Data extract Block Start
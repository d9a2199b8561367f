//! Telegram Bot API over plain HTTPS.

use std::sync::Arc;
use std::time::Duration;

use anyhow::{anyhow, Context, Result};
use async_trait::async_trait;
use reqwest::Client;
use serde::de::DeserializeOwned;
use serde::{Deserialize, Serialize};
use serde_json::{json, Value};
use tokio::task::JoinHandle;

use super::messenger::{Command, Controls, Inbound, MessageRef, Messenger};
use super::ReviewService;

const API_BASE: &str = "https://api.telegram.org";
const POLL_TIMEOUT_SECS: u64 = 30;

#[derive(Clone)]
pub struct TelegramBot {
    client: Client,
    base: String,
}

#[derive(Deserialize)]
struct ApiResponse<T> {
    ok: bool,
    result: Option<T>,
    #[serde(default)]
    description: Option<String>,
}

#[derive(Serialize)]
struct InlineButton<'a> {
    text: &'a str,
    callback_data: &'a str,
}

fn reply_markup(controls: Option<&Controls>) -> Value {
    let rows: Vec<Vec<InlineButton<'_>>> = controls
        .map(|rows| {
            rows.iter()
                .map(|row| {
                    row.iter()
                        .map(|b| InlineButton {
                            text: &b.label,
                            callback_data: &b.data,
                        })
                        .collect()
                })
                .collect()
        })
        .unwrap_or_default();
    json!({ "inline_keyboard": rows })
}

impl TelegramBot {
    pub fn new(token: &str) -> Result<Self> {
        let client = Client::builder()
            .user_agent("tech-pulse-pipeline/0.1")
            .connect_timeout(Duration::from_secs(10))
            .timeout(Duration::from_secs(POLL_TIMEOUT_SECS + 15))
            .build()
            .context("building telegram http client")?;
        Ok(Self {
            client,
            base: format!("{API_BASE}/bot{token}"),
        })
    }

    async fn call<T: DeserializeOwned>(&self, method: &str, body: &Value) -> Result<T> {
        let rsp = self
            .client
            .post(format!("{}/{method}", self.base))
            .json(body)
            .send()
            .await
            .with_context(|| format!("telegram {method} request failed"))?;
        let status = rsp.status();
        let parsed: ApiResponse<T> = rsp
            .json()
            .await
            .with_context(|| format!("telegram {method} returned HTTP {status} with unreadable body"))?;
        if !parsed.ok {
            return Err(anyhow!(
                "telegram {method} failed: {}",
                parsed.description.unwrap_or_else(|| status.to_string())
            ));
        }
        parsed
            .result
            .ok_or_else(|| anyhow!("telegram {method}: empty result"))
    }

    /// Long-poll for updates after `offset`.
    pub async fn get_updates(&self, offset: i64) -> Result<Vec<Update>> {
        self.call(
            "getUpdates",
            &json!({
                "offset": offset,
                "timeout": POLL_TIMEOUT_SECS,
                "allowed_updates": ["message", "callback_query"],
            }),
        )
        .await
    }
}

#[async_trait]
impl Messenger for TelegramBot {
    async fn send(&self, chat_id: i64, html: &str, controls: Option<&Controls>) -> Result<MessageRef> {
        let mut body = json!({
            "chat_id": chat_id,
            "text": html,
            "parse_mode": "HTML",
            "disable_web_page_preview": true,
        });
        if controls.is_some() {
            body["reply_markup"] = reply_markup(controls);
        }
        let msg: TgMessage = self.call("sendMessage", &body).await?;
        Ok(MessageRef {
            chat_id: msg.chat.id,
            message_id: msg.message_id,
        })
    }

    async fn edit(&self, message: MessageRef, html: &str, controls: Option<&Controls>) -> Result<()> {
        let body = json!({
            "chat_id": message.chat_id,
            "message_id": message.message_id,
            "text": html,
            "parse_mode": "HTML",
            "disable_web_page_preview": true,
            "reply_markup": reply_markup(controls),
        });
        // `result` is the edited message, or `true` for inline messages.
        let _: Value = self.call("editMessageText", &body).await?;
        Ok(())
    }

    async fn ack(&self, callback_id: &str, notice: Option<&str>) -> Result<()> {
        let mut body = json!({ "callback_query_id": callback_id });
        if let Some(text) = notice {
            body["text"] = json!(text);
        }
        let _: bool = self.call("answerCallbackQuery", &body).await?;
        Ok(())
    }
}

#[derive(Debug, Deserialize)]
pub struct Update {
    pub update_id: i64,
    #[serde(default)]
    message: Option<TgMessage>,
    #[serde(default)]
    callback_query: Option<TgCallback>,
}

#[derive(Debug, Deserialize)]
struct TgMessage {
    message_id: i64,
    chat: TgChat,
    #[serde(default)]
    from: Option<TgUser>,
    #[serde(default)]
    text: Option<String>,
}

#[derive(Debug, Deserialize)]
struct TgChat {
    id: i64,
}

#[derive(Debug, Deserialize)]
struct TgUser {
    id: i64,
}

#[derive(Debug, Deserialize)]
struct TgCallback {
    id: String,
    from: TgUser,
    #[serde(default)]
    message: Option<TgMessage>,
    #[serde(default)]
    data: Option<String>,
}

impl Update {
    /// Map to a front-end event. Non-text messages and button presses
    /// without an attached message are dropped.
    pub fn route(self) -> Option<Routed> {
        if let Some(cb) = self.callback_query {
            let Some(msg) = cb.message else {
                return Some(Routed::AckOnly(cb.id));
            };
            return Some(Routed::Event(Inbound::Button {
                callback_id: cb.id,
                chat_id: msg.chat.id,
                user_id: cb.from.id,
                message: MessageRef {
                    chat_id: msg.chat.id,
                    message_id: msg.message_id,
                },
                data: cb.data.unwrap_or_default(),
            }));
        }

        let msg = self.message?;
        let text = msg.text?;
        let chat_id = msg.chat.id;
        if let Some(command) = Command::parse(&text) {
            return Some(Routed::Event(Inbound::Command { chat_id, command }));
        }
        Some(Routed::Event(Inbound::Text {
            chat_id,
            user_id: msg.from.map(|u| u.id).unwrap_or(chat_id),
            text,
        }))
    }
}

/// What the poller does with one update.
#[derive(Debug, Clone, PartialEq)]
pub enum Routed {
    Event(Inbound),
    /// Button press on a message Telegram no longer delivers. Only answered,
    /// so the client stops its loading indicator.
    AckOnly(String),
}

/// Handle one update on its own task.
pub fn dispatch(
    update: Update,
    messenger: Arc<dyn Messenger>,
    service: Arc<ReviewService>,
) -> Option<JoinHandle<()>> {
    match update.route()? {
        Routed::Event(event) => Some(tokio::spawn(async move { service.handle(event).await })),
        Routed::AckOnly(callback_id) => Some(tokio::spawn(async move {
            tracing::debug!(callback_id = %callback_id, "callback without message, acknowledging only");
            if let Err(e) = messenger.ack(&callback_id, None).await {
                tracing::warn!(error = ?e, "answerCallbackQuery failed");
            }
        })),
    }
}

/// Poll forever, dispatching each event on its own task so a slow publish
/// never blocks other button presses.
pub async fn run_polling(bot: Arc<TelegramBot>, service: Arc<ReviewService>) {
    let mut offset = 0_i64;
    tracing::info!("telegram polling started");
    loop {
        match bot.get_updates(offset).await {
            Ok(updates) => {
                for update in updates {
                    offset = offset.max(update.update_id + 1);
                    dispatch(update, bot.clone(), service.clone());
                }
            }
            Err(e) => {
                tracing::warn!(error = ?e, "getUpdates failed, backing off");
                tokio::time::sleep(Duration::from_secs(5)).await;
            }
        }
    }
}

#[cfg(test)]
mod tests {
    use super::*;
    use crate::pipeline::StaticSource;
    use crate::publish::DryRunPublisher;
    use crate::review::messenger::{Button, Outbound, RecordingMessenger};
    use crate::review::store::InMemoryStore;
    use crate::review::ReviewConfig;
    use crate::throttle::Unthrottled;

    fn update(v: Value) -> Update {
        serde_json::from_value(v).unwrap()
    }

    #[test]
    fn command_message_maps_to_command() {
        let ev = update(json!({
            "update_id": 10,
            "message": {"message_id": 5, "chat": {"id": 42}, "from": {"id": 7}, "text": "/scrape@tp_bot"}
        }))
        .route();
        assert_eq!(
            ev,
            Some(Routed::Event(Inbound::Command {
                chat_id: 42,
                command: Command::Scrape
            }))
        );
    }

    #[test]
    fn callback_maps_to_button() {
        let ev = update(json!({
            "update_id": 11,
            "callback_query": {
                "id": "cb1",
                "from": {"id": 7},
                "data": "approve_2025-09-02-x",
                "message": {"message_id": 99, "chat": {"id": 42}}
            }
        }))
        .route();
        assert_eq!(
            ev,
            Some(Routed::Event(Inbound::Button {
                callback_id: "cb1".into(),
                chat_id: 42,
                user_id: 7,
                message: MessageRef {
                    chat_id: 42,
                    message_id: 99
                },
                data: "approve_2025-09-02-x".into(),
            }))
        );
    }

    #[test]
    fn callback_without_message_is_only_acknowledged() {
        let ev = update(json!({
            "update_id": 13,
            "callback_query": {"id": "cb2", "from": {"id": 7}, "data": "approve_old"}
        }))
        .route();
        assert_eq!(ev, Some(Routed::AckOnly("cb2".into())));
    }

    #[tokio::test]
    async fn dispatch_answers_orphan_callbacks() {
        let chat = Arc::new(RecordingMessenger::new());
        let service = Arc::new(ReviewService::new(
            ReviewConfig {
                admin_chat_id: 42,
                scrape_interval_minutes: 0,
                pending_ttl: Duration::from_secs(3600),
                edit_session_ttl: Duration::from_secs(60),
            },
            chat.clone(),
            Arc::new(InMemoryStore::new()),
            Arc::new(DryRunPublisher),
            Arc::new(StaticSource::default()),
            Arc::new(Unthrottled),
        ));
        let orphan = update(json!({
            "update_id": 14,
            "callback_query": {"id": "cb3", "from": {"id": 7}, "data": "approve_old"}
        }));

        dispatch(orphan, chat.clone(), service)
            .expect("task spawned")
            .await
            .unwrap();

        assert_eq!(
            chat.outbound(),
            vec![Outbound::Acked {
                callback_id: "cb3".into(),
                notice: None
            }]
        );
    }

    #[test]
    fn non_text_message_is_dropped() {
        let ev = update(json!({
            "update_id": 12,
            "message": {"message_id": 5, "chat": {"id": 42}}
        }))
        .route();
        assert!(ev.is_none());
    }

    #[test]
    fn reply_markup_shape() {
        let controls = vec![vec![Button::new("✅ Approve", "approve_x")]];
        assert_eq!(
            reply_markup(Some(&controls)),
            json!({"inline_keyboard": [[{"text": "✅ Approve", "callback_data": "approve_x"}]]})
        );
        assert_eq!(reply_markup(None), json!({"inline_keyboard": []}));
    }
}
Data extract Block End
Aim of the task
Send back exactly, with nothing added, the lines from the first line of the material above through the line holding "#[derive(Deserialize)]"; both ends are included.

Solution
repository d9a2199b8561367f
//! Telegram Bot API over plain HTTPS.

use std::sync::Arc;
use std::time::Duration;

use anyhow::{anyhow, Context, Result};
use async_trait::async_trait;
use reqwest::Client;
use serde::de::DeserializeOwned;
use serde::{Deserialize, Serialize};
use serde_json::{json, Value};
use tokio::task::JoinHandle;

use super::messenger::{Command, Controls, Inbound, MessageRef, Messenger};
use super::ReviewService;

const API_BASE: &str = "https://api.telegram.org";
const POLL_TIMEOUT_SECS: u64 = 30;

#[derive(Clone)]
pub struct TelegramBot {
    client: Client,
    base: String,
}

#[derive(Deserialize)]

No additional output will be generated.